Consider a Scenario where the Client manages a large Customer-Invoice details with constantly changing Invoice data. The company uses Snowflake to manage Invoice data in a table named S_INVOICE. This table receives daily loads(history + Current) to reflect changes in customer and invoice partial payment. The goal is to efficiently merge this dynamic data into a target table named S_INVOICE_TARGET while performing Insert operations using stored procedure.
Dynamic Merge Procedure:
The provided DYNAMIC_MERGE procedure can be directly utilized for this use case. Here’s a breakdown of its functionality:
- Dynamic Column Handling: The procedure retrieves column names from the source table S_INVOICE and constructs comma-separated lists for both Source and target tables. This ensures the procedure adapts to changes in the source table schema (adding/removing columns)
- Dynamic Merge Procedure:
The DYNAMIC_MERGE procedure takes two parameters:
P_TBL: The name of the staging table containing daily sales data.
P_TBL_TRGT: The name of the target table to merge data into.
- The procedure dynamically retrieves column names from the staging table using Snowflake’s INFORMATION_SCHEMA.COLUMNS.
- It constructs the MERGE INTO statement dynamically to merge data from the staging table into the target table.
- The ON condition uses the HASH(*) function to compare records based on all columns.
- When a record is not matched in the target table, it inserts the data from the staging table into the target table.
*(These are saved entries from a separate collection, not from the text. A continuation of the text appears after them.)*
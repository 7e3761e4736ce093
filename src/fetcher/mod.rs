//! Asset fetching
//!
//! An [`AssetFetcher`] performs exactly one retrieval attempt per call.
//! Retrying is the caller's job (see [`crate::retry`]) so that every
//! attempt shows up in progress reporting.

pub mod http;

use async_trait::async_trait;
use std::time::Duration;
use thiserror::Error;

use crate::humanize::ByteSize;
use crate::model::{FetchedAsset, PageLocator};
use crate::retry::Retryable;

pub use http::{HttpConfig, HttpFetcher};

#[derive(Debug, Clone, Error, PartialEq, Eq)]
pub enum FetchError {
    #[error("timed out after {0:?}")]
    Timeout(Duration),

    #[error("transport error: {0}")]
    Transport(String),

    #[error("remote rejected request with HTTP {code}")]
    RemoteRejected { code: u16 },

    #[error("asset exceeds size limit ({size} > {limit})")]
    Oversized { size: ByteSize, limit: ByteSize },

    #[error("cancelled before the fetch started")]
    Cancelled,
}

impl FetchError {
    /// Short machine-friendly kind, used in logs
    pub fn kind(&self) -> &'static str {
        match self {
            FetchError::Timeout(_) => "timeout",
            FetchError::Transport(_) => "transport",
            FetchError::RemoteRejected { .. } => "remote_rejected",
            FetchError::Oversized { .. } => "oversized",
            FetchError::Cancelled => "cancelled",
        }
    }
}

impl Retryable for FetchError {
    fn is_retryable(&self) -> bool {
        matches!(
            self,
            FetchError::Timeout(_) | FetchError::Transport(_) | FetchError::RemoteRejected { .. }
        )
    }
}

pub type Result<T> = std::result::Result<T, FetchError>;

/// Retrieves a single page asset
#[async_trait]
pub trait AssetFetcher: Send + Sync {
    /// One attempt, bounded by `timeout`. Never writes to disk.
    async fn fetch(&self, locator: &PageLocator, timeout: Duration) -> Result<FetchedAsset>;
}

/// File extension for a fetched page
///
/// Content type wins, then the URL path, then `webp`.
pub fn image_extension(content_type: Option<&str>, url: &str) -> &'static str {
    if let Some(ext) = content_type.and_then(extension_from_mime) {
        return ext;
    }

    let path = url.split(['?', '#']).next().unwrap_or(url).to_ascii_lowercase();
    for (suffix, ext) in [
        (".jpg", "jpg"),
        (".jpeg", "jpg"),
        (".png", "png"),
        (".webp", "webp"),
        (".gif", "gif"),
    ] {
        if path.ends_with(suffix) {
            return ext;
        }
    }

    "webp"
}

fn extension_from_mime(content_type: &str) -> Option<&'static str> {
    let media: mime::Mime = content_type.parse().ok()?;
    if media.type_() != mime::IMAGE {
        return None;
    }
    match media.subtype().as_str() {
        "jpeg" | "jpg" | "pjpeg" => Some("jpg"),
        "png" => Some("png"),
        "webp" => Some("webp"),
        "gif" => Some("gif"),
        _ => None,
    }
}

#[cfg(test)]
mod tests {
    use super::*;

    #[test]
    fn test_extension_from_content_type() {
        assert_eq!(image_extension(Some("image/jpeg"), "https://x/a"), "jpg");
        assert_eq!(image_extension(Some("image/png; charset=binary"), "https://x/a"), "png");
        assert_eq!(image_extension(Some("image/webp"), "https://x/a.jpg"), "webp");
    }

    #[test]
    fn test_extension_falls_back_to_url() {
        assert_eq!(image_extension(None, "https://x/page.JPEG?token=1"), "jpg");
        assert_eq!(image_extension(Some("application/octet-stream"), "https://x/p.png"), "png");
        assert_eq!(image_extension(Some("not a mime"), "https://x/p.gif#frag"), "gif");
    }

    #[test]
    fn test_extension_default() {
        assert_eq!(image_extension(None, "https://x/api/v2/books/file/123"), "webp");
    }

    #[test]
    fn test_retry_classification() {
        assert!(FetchError::Timeout(Duration::from_secs(1)).is_retryable());
        assert!(FetchError::Transport("reset".into()).is_retryable());
        assert!(FetchError::RemoteRejected { code: 503 }.is_retryable());
        assert!(!FetchError::Cancelled.is_retryable());
        assert!(
            !FetchError::Oversized {
                size: ByteSize(10),
                limit: ByteSize(5)
            }
            .is_retryable()
        );
    }
}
- After executing the merge query, the procedure returns a message indicating whether the merge was successful or failed.
Stored Procedure:
CREATE OR REPLACE PROCEDURE DYNAMIC_MERGE(P_TBL VARCHAR, P_TBL_TRGT VARCHAR)
RETURNS VARCHAR
LANGUAGE JAVASCRIPT
AS
$$
try {
var return_value = "";
var target_value = "TGT.";
var SQL_COL_NAME = "SELECT COLUMN_NAME FROM INFORMATION_SCHEMA.COLUMNS WHERE TABLE_NAME = '" + P_TBL + "'";
var stmt_col = snowflake.createStatement({sqlText: SQL_COL_NAME});
var rs_col = stmt_col.execute();
while (rs_col.next()) {
var col_name = rs_col.getColumnValue(1);
return_value += (return_value === "") ? col_name : (", " + col_name);
target_value += (target_value === "TGT.") ? col_name : (", TGT." + col_name);
}
// Construct the merge query dynamically
var merge_query = `
MERGE INTO ` + P_TBL_TRGT + ` TGT
USING (
WITH CTE AS (
SELECT ` + return_value + `,
ROW_NUMBER() OVER (PARTITION BY hash(*) ORDER BY hash(*)) AS rnm,
hash(` + return_value + `) AS hashkey
FROM ` + P_TBL + `
)
SELECT *, hash(` + return_value + `) AS tgt_hashkey FROM CTE
) src
ON hash(SRC.INV_AMT, SRC.CRID, SRC.CUST_BAL, SRC.PHONE, SRC.CUST_NUM, SRC.SSN, SRC.EMAIL, SRC.CUST_STAT, SRC.INV_NO)
= hash(TGT.INV_AMT, TGT.CRID, TGT.CUST_BAL, TGT.PHONE, TGT.CUST_NUM, TGT.SSN, TGT.EMAIL, TGT.CUST_STAT, TGT.INV_NO)
WHEN NOT MATCHED THEN
INSERT (` + target_value + `, last_inserted)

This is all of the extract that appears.